Nadie sabía lo que realmente se movía en el interior de Gerhart Peuckert. Hacía tiempo que los médicos habían sentenciado que su mente estaba en suspensión. Su conciencia estaba dormida, sometida a las fuerzas de su subconsciente. En una ocasión, Gisela Devers le había confesado que hacía tiempo que su marido estaba convencido de que llegaría el día en que Gerhart Peuckert se levantaría de la cama como un hombre normal. A la vez, Kröner había dado a entender que esperaba que entonces Gerhart Peuckert los traicionaría a todos. Este tema siempre provocaba las disputas entre Gisela y Kröner. «Pero ¿por qué no podéis dejarlo en paz de una vez?», le había sermoneado a su marido una y otra vez. Sin embargo, la hermandad de los simuladores no podía dejar en paz a Gerhart Peuckert. Todo iría bien, siempre y cuando pudieran controlarlo constantemente; pero no podían, ni querían, soltarlo. Gerhart Peuckert sabía demasiado para que eso fuera posible.

Sólo porque estaba mal y su estado mental era tan estable, los tres hombres optaron por dejarlo seguir con vida. Según Gisela Devers, era una expresión que habían utilizado literalmente: «Habían permitido que siguiera con vida».

Petra estaba intranquila. Así era cómo debían seguir siendo las cosas. Y de pronto había aparecido un extraño. Se había permitido ligar su pasado al de ellos haciendo preguntas acerca de lo único sobre la faz de la tierra que ella sentía necesidad de proteger con su propia vida. Había sido una amenaza lo que la había llevado a reaccionar con tanta inmediatez. Petra suspiró y enrolló el aparato para medir la presión sanguínea. Saludó con un gesto de la cabeza al paciente que estaba estirado, mirándola fijamente, y luego echó un vistazo por la ventana.

Los rayos del sol habían bailado Schlossberg durante todo el día. Como si, con ello, aquella colina insignificante pretendiera ratificar su importancia. No sabía qué iba a pasar con Amo von der Leyen, pero lo sospechaba. Cuando Hermann Müller mostraba su verdadero yo, el verdadero Peter Stích, era preferible no tener cuentas pendientes con él. Cualquiera que deseara ver a Gerhart Peuckert corría el riesgo de despertar la verdadera personalidad de Stich.

Ahora mismo le sentaba mal pensar en ello.
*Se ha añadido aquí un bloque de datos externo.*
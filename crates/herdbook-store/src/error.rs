use std::path::PathBuf;

/// Errors from key-value store operations.
#[derive(Debug, thiserror::Error)]
pub enum StoreError {
    /// A lock guarding the store was poisoned by a panicking writer.
    #[error("store lock poisoned: {0}")]
    Poisoned(String),

    /// Serialization or deserialization failure.
    #[error("serialization error: {0}")]
    Serialization(String),

    /// I/O error from the underlying storage backend.
    #[error("I/O error: {0}")]
    Io(#[from] std::io::Error),

    /// A persisted snapshot could not be decoded.
    #[error("corrupt store file {path}: {reason}")]
    Corrupt { path: PathBuf, reason: String },

    /// The backend refused the operation.
    #[error("store backend failure: {0}")]
    Backend(String),
}

/// Result alias for store operations.
pub type StoreResult<T> = Result<T, StoreError>;
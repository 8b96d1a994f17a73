use anyhow::Context;
use colored::Colorize;
use herdbook_ledger::{Herdbook, LedgerConfig, Outcome, Transaction};
use herdbook_store::FileKvStore;

use crate::cli::*;

pub fn run_command(cli: Cli) -> anyhow::Result<()> {
    let config = load_config(&cli)?;
    match cli.command {
        Command::Invoke(ref args) => cmd_invoke(&cli, config, args),
        Command::Init => cmd_init(&cli, config),
        Command::Transactions => cmd_transactions(&cli.format),
        Command::Config(ref args) => cmd_config(&config, args),
    }
}

fn load_config(cli: &Cli) -> anyhow::Result<LedgerConfig> {
    match &cli.config {
        Some(path) => LedgerConfig::load(path)
            .with_context(|| format!("loading config {}", path.display())),
        None => Ok(LedgerConfig::default()),
    }
}

fn open_ledger(cli: &Cli, config: LedgerConfig) -> anyhow::Result<Herdbook<FileKvStore>> {
    let store = FileKvStore::open(&cli.store)
        .with_context(|| format!("opening ledger {}", cli.store.display()))?;
    Ok(Herdbook::with_config(store, config))
}

fn cmd_invoke(cli: &Cli, config: LedgerConfig, args: &InvokeArgs) -> anyhow::Result<()> {
    let ledger = open_ledger(cli, config)?;
    let outcome = ledger
        .invoke(&args.function, &args.args)
        .with_context(|| format!("{} failed", args.function))?;
    print_outcome(&cli.format, &args.function, outcome)
}

fn cmd_init(cli: &Cli, config: LedgerConfig) -> anyhow::Result<()> {
    let ledger = open_ledger(cli, config)?;
    ledger.seed().context("seeding ledger")?;
    match cli.format {
        OutputFormat::Json => println!("{}", serde_json::json!({ "status": "ok" })),
        OutputFormat::Text => {
            println!(
                "{} Seeded ledger at {}",
                "✓".green().bold(),
                cli.store.display().to_string().bold()
            );
            for (owner_key, owner, cow_key, cow) in herdbook_ledger::sample_records() {
                println!(
                    "  {} {}  ←  {} {}",
                    cow_key.as_str().yellow(),
                    cow.id_no,
                    owner_key.as_str().cyan(),
                    owner.name
                );
            }
        }
    }
    Ok(())
}

fn cmd_transactions(format: &OutputFormat) -> anyhow::Result<()> {
    match format {
        OutputFormat::Json => {
            let list: Vec<_> = Transaction::ALL
                .iter()
                .map(|t| serde_json::json!({ "name": t.name(), "arity": t.arity() }))
                .collect();
            println!("{}", serde_json::to_string_pretty(&list)?);
        }
        OutputFormat::Text => {
            for t in Transaction::ALL {
                let arity = match t.arity() {
                    Some(n) => n.to_string(),
                    None => "by subtype".to_string(),
                };
                println!("  {:<36} {}", t.name().bold(), arity.dimmed());
            }
        }
    }
    Ok(())
}

fn cmd_config(config: &LedgerConfig, args: &ConfigArgs) -> anyhow::Result<()> {
    let rendered = config.to_toml_string()?;
    match &args.write {
        Some(path) => {
            std::fs::write(path, &rendered)
                .with_context(|| format!("writing {}", path.display()))?;
            println!("{} Wrote {}", "✓".green(), path.display().to_string().bold());
        }
        None => print!("{rendered}"),
    }
    Ok(())
}

fn print_outcome(format: &OutputFormat, function: &str, outcome: Outcome) -> anyhow::Result<()> {
    match format {
        OutputFormat::Json => {
            let value = match outcome {
                Outcome::Done => serde_json::json!({ "status": "ok" }),
                Outcome::Absent => serde_json::json!({ "status": "absent" }),
                Outcome::Payload(bytes) => serde_json::json!({
                    "status": "ok",
                    "payload": payload_json(&bytes),
                }),
            };
            println!("{value}");
        }
        OutputFormat::Text => match outcome {
            Outcome::Done => println!("{} {}", "✓".green().bold(), function),
            Outcome::Absent => println!("{}", "(absent)".dimmed()),
            Outcome::Payload(bytes) => match serde_json::from_slice::<serde_json::Value>(&bytes) {
                Ok(value) => println!("{}", serde_json::to_string_pretty(&value)?),
                Err(_) => println!("{}", String::from_utf8_lossy(&bytes)),
            },
        },
    }
    Ok(())
}

/// Embed a payload as JSON when it is JSON, otherwise as a string.
fn payload_json(bytes: &[u8]) -> serde_json::Value {
    serde_json::from_slice(bytes)
        .unwrap_or_else(|_| serde_json::Value::String(String::from_utf8_lossy(bytes).into_owned()))
}

#[cfg(test)]
mod tests {
    use super::*;
    use clap::Parser;

    fn cli(store: &std::path::Path, rest: &[&str]) -> Cli {
        let mut argv = vec!["herdbook".to_string(), "--store".into(), store.display().to_string()];
        argv.extend(rest.iter().map(|s| s.to_string()));
        Cli::try_parse_from(argv).unwrap()
    }

    #[test]
    fn payload_json_embeds_records() {
        let value = payload_json(br#"{"Id_no":"180501-2"}"#);
        assert_eq!(value["Id_no"], "180501-2");
        assert_eq!(payload_json(b"plain"), serde_json::json!("plain"));
    }

    #[test]
    fn init_then_invoke_against_file_store() {
        let dir = tempfile::tempdir().unwrap();
        let path = dir.path().join("herdbook.db");

        run_command(cli(&path, &["init"])).unwrap();
        run_command(cli(&path, &["invoke", "addRemark", "COW0", "checked", "yes"])).unwrap();

        let ledger = Herdbook::new(FileKvStore::open(&path).unwrap());
        let cow: herdbook_types::Cow = ledger.load("COW0").unwrap();
        assert_eq!(cow.remarks.first("checked"), Some("yes"));
    }

    #[test]
    fn failed_invoke_is_an_error() {
        let dir = tempfile::tempdir().unwrap();
        let path = dir.path().join("herdbook.db");
        let err = run_command(cli(&path, &["invoke", "deleteCow", "COW0"])).unwrap_err();
        assert!(format!("{err:#}").contains("deleteCow failed"));
    }

    #[test]
    fn missing_config_file_is_an_error() {
        let dir = tempfile::tempdir().unwrap();
        let path = dir.path().join("herdbook.db");
        let missing = dir.path().join("absent.toml");
        let err = run_command(cli(
            &path,
            &["--config", missing.to_str().unwrap(), "transactions"],
        ))
        .unwrap_err();
        assert!(format!("{err:#}").contains("loading config"));
    }

    #[test]
    fn config_write_round_trips() {
        let dir = tempfile::tempdir().unwrap();
        let out = dir.path().join("herdbook.toml");
        run_command(cli(
            &dir.path().join("herdbook.db"),
            &["config", "--write", out.to_str().unwrap()],
        ))
        .unwrap();
        let loaded = LedgerConfig::load(&out).unwrap();
        assert_eq!(loaded, LedgerConfig::default());
    }
}
//! Packaging lots registered by processors and retailers.

use serde::{Deserialize, Serialize};

use crate::key::EntityKind;
use crate::record::Record;
use crate::remark::Remark;

/// Where along the chain a bundle was registered.
///
/// The stage only selects the remark namespace used when the bundle is
/// flattened onto its cow; the stored bundle is the same either way.
#[derive(Clone, Copy, Debug, PartialEq, Eq, Hash, Serialize, Deserialize)]
pub enum BundleStage {
    Processing,
    Sales,
}

impl BundleStage {
    pub const fn namespace(self) -> &'static str {
        match self {
            Self::Processing => "registerInProcessesBundleNum",
            Self::Sales => "registerInSalesBundleNum",
        }
    }
}

/// A package lot cut from one animal.
#[derive(Clone, Debug, PartialEq, Eq, Serialize, Deserialize)]
pub struct Bundle {
    /// Key of the source cow.
    #[serde(rename = "Id_no")]
    pub cow_key: String,
    #[serde(rename = "Barcode_id")]
    pub barcode_id: String,
    #[serde(rename = "Package_date")]
    pub package_date: String,
    #[serde(rename = "Part")]
    pub part: String,
    #[serde(rename = "Weight")]
    pub weight: String,
    /// Counterparty trade name.
    #[serde(rename = "Purchase_nm")]
    pub purchase_name: String,
    /// Counterparty business registration number.
    #[serde(rename = "Purchase_biz_no")]
    pub purchase_biz_no: String,
}

impl Bundle {
    /// Remark field names, in the order [`Bundle::to_remarks`] emits them.
    pub const FIELDS: [&'static str; 7] = [
        "id_no",
        "barcode_id",
        "package_date",
        "part",
        "weight",
        "purchase_nm",
        "purchase_biz_no",
    ];

    /// Flatten every field onto remarks namespaced by `stage`.
    pub fn to_remarks(&self, stage: BundleStage) -> Vec<Remark> {
        let values = [
            &self.cow_key,
            &self.barcode_id,
            &self.package_date,
            &self.part,
            &self.weight,
            &self.purchase_name,
            &self.purchase_biz_no,
        ];
        Self::FIELDS
            .iter()
            .zip(values)
            .map(|(field, value)| Remark::namespaced(stage.namespace(), field, value.as_str()))
            .collect()
    }
}

impl Record for Bundle {
    const KIND: EntityKind = EntityKind::Bundle;
}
Las posibles consecuencias de su acto habían hecho que ella hubiera dejado de ser muy distinta de los tres hombres.

Fue la pequeña Dot Vanderleen, que había vivido en la Salzstrasse desde la venta del comercio de su difunto esposo en Leiden, la que le advirtió de la presencia de su perseguidora.

—Oh —había dicho señalando hacia el otro lado de la calle.

El rostro de la mujer larguirucha daba muestras de alivio. Estaba apoyada en un solo pie mientras se masajeaba el otro.

—Pobrecita —dijo Dot Vanderleen en tono compasivo—. Me parece que lleva zapatos nuevos.

Aunque Petra Wagner era una mujer menuda, la señora Vanderleen, ligera como una pluma, apenas le llegaba a la axila. Estaba de puntillas, mirando hacia la mujer de la calle a través del follaje de la planta que tenía en la ventana.

—Los zapatos nuevos son un fastidio —dijo, mientras dejaba que Petra le limpiara la herida en la tibia sin ponerle demasiados impedimentos.

—Menos mal que ya no tendré que soportar un par de zapatos nuevos nunca más —sentenció.

A partir de esa visita, Petra volvió a ver a la misma mujer varias veces durante su ronda. Un rápido vistazo por la ventana y allí estaba de nuevo, lamentándose, tan cierto como hay Dios, de dolores en los pies.